_Task item_. Of the lines below, copy those that hold the word "excluded".

Saved data entries:
------------
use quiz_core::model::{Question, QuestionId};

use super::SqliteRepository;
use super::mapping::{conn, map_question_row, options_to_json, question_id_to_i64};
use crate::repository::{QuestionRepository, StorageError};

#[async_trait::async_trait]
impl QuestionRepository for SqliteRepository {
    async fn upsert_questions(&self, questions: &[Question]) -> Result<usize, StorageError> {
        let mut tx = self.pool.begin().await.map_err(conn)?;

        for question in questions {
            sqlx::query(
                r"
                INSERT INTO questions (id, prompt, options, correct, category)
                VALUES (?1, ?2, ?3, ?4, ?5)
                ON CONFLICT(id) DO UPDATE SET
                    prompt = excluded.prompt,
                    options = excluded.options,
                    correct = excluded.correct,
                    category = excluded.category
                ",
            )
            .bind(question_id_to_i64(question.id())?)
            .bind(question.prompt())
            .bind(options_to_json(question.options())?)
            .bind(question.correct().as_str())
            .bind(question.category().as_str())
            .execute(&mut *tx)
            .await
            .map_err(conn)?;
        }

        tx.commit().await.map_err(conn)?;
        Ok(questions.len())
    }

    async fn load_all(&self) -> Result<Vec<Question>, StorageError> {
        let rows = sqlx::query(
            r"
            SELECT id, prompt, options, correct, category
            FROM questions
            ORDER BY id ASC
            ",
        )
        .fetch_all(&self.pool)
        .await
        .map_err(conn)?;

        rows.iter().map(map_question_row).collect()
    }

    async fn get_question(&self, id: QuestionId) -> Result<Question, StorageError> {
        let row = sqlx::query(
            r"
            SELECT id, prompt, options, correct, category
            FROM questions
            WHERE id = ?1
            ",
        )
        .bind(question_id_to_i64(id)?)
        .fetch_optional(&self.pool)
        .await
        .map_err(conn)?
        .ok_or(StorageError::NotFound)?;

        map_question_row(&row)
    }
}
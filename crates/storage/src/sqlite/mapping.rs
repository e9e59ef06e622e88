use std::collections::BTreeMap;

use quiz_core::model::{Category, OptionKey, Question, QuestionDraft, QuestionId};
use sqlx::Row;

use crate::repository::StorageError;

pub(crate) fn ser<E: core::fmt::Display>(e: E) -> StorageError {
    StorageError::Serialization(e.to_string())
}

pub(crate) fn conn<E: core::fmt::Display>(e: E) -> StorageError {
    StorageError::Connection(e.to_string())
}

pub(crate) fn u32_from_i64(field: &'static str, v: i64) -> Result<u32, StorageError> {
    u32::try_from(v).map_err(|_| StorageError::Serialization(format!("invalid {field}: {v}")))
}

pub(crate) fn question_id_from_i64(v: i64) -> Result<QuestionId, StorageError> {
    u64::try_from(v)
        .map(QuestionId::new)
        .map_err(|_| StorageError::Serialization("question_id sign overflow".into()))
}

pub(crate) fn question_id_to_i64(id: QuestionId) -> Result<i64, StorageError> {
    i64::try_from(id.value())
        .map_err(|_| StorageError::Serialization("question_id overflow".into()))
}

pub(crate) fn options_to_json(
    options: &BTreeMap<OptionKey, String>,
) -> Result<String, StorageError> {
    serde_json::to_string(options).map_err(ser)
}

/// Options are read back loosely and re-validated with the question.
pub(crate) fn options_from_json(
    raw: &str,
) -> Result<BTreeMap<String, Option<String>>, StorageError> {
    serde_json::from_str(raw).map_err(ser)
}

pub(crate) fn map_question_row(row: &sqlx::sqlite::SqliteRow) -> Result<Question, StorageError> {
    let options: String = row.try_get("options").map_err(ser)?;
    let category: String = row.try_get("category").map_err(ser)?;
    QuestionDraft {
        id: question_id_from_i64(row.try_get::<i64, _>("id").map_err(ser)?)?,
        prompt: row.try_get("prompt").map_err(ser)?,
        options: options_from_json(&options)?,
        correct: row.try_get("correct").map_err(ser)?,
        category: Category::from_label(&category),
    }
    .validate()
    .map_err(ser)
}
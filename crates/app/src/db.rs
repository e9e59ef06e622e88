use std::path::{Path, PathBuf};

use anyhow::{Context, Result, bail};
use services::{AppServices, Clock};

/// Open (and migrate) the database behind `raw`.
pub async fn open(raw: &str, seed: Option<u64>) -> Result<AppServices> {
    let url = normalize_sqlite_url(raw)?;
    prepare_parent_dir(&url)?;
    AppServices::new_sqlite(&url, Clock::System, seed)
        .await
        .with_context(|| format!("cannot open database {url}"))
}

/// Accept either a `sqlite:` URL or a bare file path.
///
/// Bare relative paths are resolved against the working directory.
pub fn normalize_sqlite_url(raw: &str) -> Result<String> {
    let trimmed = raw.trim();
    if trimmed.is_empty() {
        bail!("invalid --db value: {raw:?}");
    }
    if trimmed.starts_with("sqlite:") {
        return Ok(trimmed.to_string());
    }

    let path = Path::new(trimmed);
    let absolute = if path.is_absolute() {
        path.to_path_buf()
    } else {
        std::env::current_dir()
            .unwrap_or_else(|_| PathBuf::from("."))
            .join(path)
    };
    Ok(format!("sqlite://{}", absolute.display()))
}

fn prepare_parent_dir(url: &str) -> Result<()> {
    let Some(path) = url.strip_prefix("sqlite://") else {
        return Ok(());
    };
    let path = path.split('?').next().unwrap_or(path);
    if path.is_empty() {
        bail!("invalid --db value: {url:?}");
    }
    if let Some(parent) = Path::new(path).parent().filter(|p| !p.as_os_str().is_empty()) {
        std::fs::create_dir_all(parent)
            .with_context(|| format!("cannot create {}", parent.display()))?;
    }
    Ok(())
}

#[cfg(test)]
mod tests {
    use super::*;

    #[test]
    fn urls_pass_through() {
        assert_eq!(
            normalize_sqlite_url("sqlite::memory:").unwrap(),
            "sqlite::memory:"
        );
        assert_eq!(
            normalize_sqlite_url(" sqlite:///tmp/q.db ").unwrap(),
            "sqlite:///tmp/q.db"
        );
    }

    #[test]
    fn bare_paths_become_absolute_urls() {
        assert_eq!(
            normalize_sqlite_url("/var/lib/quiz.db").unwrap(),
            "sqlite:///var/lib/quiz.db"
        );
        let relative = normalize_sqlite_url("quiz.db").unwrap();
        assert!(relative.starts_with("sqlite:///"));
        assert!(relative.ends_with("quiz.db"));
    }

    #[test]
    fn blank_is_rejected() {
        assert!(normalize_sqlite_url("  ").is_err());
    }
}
------------
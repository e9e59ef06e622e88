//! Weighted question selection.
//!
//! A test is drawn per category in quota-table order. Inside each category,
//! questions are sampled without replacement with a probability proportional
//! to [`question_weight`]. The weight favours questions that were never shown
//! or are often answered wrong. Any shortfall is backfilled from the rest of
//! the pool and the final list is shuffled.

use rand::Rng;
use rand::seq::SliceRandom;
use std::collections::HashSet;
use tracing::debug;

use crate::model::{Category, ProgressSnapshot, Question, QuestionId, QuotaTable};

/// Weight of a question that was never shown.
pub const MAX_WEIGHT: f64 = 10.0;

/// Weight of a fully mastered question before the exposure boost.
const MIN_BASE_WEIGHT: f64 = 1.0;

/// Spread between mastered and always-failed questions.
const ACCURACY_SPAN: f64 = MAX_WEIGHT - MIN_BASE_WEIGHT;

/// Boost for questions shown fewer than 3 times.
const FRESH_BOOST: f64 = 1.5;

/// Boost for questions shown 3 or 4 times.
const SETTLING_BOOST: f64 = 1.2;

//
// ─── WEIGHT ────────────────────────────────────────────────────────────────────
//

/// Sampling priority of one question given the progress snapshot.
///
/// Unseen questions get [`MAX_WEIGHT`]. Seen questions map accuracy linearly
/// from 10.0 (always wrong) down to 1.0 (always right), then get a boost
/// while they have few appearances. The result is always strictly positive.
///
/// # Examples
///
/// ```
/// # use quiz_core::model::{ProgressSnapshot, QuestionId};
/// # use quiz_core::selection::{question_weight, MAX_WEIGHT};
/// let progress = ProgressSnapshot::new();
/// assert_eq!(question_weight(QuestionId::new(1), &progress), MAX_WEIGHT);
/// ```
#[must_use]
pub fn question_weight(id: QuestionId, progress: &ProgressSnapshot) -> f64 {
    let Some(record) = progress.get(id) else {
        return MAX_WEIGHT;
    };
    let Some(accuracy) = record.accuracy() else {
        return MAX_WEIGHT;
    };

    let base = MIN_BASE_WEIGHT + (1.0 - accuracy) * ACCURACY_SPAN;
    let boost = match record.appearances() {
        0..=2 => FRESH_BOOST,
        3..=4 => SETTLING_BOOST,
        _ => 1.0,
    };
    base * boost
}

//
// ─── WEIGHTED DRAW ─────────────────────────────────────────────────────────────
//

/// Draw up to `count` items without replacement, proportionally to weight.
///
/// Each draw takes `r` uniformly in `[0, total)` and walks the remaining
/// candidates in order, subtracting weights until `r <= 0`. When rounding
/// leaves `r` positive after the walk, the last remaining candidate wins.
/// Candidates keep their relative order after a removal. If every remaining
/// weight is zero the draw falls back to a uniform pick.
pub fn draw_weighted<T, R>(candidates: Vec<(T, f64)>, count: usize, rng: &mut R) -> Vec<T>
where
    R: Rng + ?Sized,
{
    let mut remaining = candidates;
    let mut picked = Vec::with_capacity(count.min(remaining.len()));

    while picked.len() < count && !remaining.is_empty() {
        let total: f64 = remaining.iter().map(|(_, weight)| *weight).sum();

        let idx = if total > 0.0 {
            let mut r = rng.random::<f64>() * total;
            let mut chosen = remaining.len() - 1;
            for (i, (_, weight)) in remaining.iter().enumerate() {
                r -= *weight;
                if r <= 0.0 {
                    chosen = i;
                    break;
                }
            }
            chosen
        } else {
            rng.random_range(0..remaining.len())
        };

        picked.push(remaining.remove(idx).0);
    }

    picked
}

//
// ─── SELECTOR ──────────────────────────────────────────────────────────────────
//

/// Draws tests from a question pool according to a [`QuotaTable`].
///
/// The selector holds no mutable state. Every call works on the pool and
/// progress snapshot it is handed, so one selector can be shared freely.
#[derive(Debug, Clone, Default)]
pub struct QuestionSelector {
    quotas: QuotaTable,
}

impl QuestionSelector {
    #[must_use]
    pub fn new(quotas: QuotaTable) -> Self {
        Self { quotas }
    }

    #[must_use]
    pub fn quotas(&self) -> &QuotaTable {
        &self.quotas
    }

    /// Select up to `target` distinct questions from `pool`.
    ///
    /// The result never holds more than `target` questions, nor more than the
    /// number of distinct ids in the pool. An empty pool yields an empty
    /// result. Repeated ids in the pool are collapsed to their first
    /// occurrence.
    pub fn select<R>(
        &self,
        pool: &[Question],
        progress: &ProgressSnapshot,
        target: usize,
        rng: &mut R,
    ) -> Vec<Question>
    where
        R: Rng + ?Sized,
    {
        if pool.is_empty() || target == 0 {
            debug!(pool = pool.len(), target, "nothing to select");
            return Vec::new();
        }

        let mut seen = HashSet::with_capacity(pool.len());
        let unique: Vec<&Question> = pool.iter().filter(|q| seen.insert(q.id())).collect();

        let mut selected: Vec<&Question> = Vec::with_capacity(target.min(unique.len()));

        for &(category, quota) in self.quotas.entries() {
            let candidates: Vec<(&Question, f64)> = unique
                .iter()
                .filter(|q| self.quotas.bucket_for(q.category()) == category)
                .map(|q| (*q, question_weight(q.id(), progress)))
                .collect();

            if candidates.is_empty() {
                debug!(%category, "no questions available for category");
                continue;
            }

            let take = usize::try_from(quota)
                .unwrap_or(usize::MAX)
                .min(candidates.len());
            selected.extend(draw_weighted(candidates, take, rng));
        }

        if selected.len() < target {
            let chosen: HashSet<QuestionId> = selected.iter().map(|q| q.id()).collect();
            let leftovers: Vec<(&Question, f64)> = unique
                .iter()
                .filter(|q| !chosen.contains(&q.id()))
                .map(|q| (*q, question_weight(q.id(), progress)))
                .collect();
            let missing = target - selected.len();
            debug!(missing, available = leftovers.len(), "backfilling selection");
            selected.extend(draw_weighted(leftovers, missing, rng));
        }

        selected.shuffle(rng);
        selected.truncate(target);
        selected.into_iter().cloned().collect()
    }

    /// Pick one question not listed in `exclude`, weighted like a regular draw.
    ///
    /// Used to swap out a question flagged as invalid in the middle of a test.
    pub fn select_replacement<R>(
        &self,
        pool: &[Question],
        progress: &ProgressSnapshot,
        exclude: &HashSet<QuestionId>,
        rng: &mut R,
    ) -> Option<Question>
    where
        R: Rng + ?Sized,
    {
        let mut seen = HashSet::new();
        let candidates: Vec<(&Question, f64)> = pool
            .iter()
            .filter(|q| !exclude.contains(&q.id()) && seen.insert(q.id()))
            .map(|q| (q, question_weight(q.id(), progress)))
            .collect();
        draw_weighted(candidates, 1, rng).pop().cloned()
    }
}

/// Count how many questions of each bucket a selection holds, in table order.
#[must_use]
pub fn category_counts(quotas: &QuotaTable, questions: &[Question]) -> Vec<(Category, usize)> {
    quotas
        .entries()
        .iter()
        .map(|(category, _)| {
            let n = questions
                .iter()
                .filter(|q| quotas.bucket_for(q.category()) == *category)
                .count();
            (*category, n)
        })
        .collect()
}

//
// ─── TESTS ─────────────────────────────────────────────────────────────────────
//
------------
_Response for this exercise_.
                    prompt = excluded.prompt,
                    options = excluded.options,
                    correct = excluded.correct,
                    category = excluded.category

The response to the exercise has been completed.